En effet, grâce à la large place laissée à l’illustration, notamment, cette revue ne se contente pas d’être une revue, c’est un bel objet en soi.
« Toute l’intelligence des concepteurs de XXI a été de proposer un design graphique et typographique élaboré, un univers narratif en somme, mais au sein duquel l’art ne l’emporte pas sur le contenu. »
Se donner le temps du travail bien fait
XXI et 6 mois signent aussi le retour du journalisme narratif où tout est long : le journaliste et le photographe disposent de tout le temps nécessaire pour aller au bout de leur reportage. Ce qui va permettre d’accorder de l’importance aux détails, d’amener de la nuance.
« Dans XXI, il s’agit de journalisme narratif, et donc d’une écriture longue et subjective. De même, 6 mois publie des portfolios rassemblant plusieurs dizaines de photos sur un même sujet. C’était une vraie volonté de rendre de la place, et des moyens, à deux formes de journalisme qui étaient moins présents dans la presse quotidienne, où les espaces attribués à un sujet sont globalement plus petits », détaille Valérie Nahon.

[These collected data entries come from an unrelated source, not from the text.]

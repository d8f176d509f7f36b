// ── Connect flow ──
//
// Turns a UI-triggered login into one remote call on a worker task and
// delivers exactly one outcome callback back on the UI thread. At most one
// attempt is outstanding per flow; extra requests are dropped, not queued.

use std::fmt;
use std::sync::Arc;
use std::sync::atomic::{AtomicBool, Ordering};
use std::time::Duration;

use tokio::runtime::Handle;
use tokio::sync::watch;
use tracing::{debug, info, warn};

use lobby_api::{RpcTransport, XmlRpcClient};

use crate::config::LoginConfig;
use crate::dispatch::UiHandle;
use crate::error::{ConnectFailure, CoreError};
use crate::status::ConnectionStatus;

/// Callback surface implemented by the UI shell.
///
/// `on_connection_attempt_started` runs synchronously inside
/// [`ConnectFlow::attempt_connect`]; the outcome callbacks run when the UI
/// thread drains its [`UiQueue`](crate::dispatch::UiQueue). Exactly one
/// outcome callback fires per accepted attempt.
pub trait LoginCallbacks: Send + Sync {
    fn on_connection_attempt_started(&self) {}

    /// The server accepted `username` (as typed, not normalized). Storing it
    /// in the [`LoginSession`](crate::LoginSession) and switching views is the
    /// implementor's job.
    fn on_success(&self, username: &str);

    fn on_invalid_name(&self);

    fn on_connection_error(&self);
}

/// Where a flow is in its per-attempt state machine.
#[derive(Debug, Clone, Copy, PartialEq, Eq, Default)]
pub enum FlowPhase {
    #[default]
    Idle,
    Attempting,
}

/// Observable flow state.
#[derive(Debug, Clone, Copy, PartialEq, Eq, Default)]
pub struct FlowState {
    pub phase: FlowPhase,
    /// Status computed by the most recent completed attempt.
    pub last_status: ConnectionStatus,
    /// The limit that ran out, if the most recent attempt ended on a timeout.
    pub last_timeout: Option<Duration>,
}

/// The login orchestrator.
///
/// Cheaply cloneable via `Arc<FlowInner>`; clones share the in-progress
/// guard, so the single-attempt rule holds across all of them.
pub struct ConnectFlow<T: RpcTransport> {
    inner: Arc<FlowInner<T>>,
}

struct FlowInner<T> {
    transport: T,
    ui: UiHandle,
    attempt_timeout: Duration,
    in_progress: AtomicBool,
    state: watch::Sender<FlowState>,
}

impl<T: RpcTransport> Clone for ConnectFlow<T> {
    fn clone(&self) -> Self {
        Self {
            inner: Arc::clone(&self.inner),
        }
    }
}

impl<T: RpcTransport> fmt::Debug for ConnectFlow<T> {
    fn fmt(&self, f: &mut fmt::Formatter<'_>) -> fmt::Result {
        f.debug_struct("ConnectFlow")
            .field("attempt_timeout", &self.inner.attempt_timeout)
            .field("state", &*self.inner.state.borrow())
            .finish_non_exhaustive()
    }
}

impl ConnectFlow<XmlRpcClient> {
    /// Build a flow talking XML-RPC to the configured endpoint.
    pub fn from_config(config: &LoginConfig, ui: UiHandle) -> Result<Self, CoreError> {
        config.validate()?;
        let client = XmlRpcClient::new(config.endpoint.clone(), &config.transport_config())?;
        debug!(endpoint = %config.endpoint, "xml-rpc transport ready");
        Ok(Self::new(client, ui, config.attempt_timeout))
    }
}

impl<T: RpcTransport> ConnectFlow<T> {
    pub fn new(transport: T, ui: UiHandle, attempt_timeout: Duration) -> Self {
        let (state, _) = watch::channel(FlowState::default());
        Self {
            inner: Arc::new(FlowInner {
                transport,
                ui,
                attempt_timeout,
                in_progress: AtomicBool::new(false),
                state,
            }),
        }
    }

    /// Start a connect attempt for `name`.
    ///
    /// Returns `false` and does nothing if an attempt is already running or
    /// there is no Tokio runtime to run it on. Otherwise notifies
    /// `callbacks` that the attempt started, spawns the remote call, and
    /// returns `true`.
    pub fn attempt_connect(
        &self,
        name: impl Into<String>,
        callbacks: Arc<dyn LoginCallbacks>,
    ) -> bool {
        let Ok(runtime) = Handle::try_current() else {
            warn!("connect attempt requested outside a Tokio runtime; ignoring");
            return false;
        };

        if self
            .inner
            .in_progress
            .compare_exchange(false, true, Ordering::AcqRel, Ordering::Acquire)
            .is_err()
        {
            debug!("connect attempt already in progress; ignoring");
            return false;
        }

        let name = name.into();
        self.inner
            .state
            .send_modify(|s| s.phase = FlowPhase::Attempting);
        callbacks.on_connection_attempt_started();

        let inner = Arc::clone(&self.inner);
        runtime.clone().spawn(async move {
            let guard = AttemptGuard(&inner);

            // The call runs in its own task so a panicking transport still
            // ends in an outcome.
            let worker = Arc::clone(&inner);
            let call_name = name.clone();
            let result = runtime
                .spawn(async move { worker.call(&call_name).await })
                .await
                .unwrap_or_else(|join| Err(ConnectFailure::Aborted(join.to_string())));

            let (status, last_timeout) = settle(result);
            inner.state.send_modify(|s| {
                s.last_status = status;
                s.last_timeout = last_timeout;
            });
            drop(guard);

            let posted = inner
                .ui
                .post(move || deliver_outcome(status, &name, callbacks.as_ref()));
            if !posted {
                warn!(%status, "UI queue gone before outcome could be delivered");
            }
        });

        true
    }

    pub fn is_in_progress(&self) -> bool {
        self.inner.in_progress.load(Ordering::Acquire)
    }

    pub fn last_status(&self) -> ConnectionStatus {
        self.inner.state.borrow().last_status
    }

    /// The limit that expired, if the last completed attempt timed out.
    pub fn last_timeout(&self) -> Option<Duration> {
        self.inner.state.borrow().last_timeout
    }

    /// Subscribe to phase and status changes.
    pub fn state(&self) -> watch::Receiver<FlowState> {
        self.inner.state.subscribe()
    }
}

impl<T: RpcTransport> FlowInner<T> {
    async fn call(&self, name: &str) -> Result<ConnectionStatus, ConnectFailure> {
        debug!(name, "dispatching connect call");
        let code = tokio::time::timeout(self.attempt_timeout, self.transport.connect(name))
            .await
            .map_err(|_| ConnectFailure::Timeout(self.attempt_timeout))??;
        Ok(ConnectionStatus::try_from(code)?)
    }
}

/// Collapse an attempt result into the status to report, plus the limit
/// that expired when the failure was a timeout.
fn settle(result: Result<ConnectionStatus, ConnectFailure>) -> (ConnectionStatus, Option<Duration>) {
    match result {
        Ok(status) => {
            info!(%status, "server answered connect");
            (status, None)
        }
        Err(failure) => {
            warn!(error = %failure, "connect attempt failed");
            let timeout = match failure {
                ConnectFailure::Timeout(limit) => Some(limit),
                _ => None,
            };
            (ConnectionStatus::NotConnected, timeout)
        }
    }
}

/// Releases the in-progress flag and returns the phase to idle when the
/// attempt finishes, including by panic.
struct AttemptGuard<'a, T>(&'a FlowInner<T>);

impl<T> Drop for AttemptGuard<'_, T> {
    fn drop(&mut self) {
        self.0.in_progress.store(false, Ordering::Release);
        self.0.state.send_modify(|s| s.phase = FlowPhase::Idle);
    }
}

fn deliver_outcome(status: ConnectionStatus, name: &str, callbacks: &dyn LoginCallbacks) {
    match status {
        ConnectionStatus::Success => callbacks.on_success(name),
        ConnectionStatus::InvalidName => callbacks.on_invalid_name(),
        ConnectionStatus::NotConnected => callbacks.on_connection_error(),
    }
}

Une évolution du journalisme qui s’inscrit dans une évolution plus globale de l’époque dans laquelle ont vit. Le « slow » est tendance : qu’il s’agisse du slow food, du slow fashion ou de la tendance slow tout simplement qui veut que l’on prenne le temps de souffler. Le mook, c’est le slow journalisme, finalement. « Ce qui est intéressant, c’est que ce positionnement de résistance face à l’évolution de la presse écrite traditionnelle, et même militant dans le cas de XXI, répond à une nouvelle manière, plus individuelle et pragmatique, d’investir le politique, de tenter de changer le monde. »
Journalisme vs littérature
Enfin, le mook s’inscrit dans une époque qui signe le retour au réel.
« Dans la littérature française contemporaine, le retour au réel est bien présent, et cela n’est sans doute pas sans lien avec le succès de XXI. Des auteurs comme Emmanuel Carrère et Jean Rolin, par exemple, qui ont d’ailleurs publié dans XXI, ont écrit des ouvrages qui tentent de saisir et de décrire le réel. Dans ce type de textes, la littérature se rapproche du journalisme, par son lien avec l’actualité mais aussi parce qu’elle est le résultat d’une longue enquête. XXI fait le chemin inverse : un journalisme qui marche dans les pas de la littérature en mobilisant les procédés de la fiction. Ce qui est passionnant avec le mook, et constitue un vrai défi, c’est précisément qu’il s’agit de penser un objet qui excède les compartimentages disciplinaires traditionnels, puisqu’il relève tout autant du journalisme que de la littérature ou de l’art. », conclut Valérie Nahon.
Et en Belgique ?
Si XXI reste l’emblème des mooks, la Belgique n’est pas en reste, le mook 24h01 en est à son 3ème numéro et un nouveau mook baptisé « Médor » devrait bientôt faire son apparition chez nos libraires.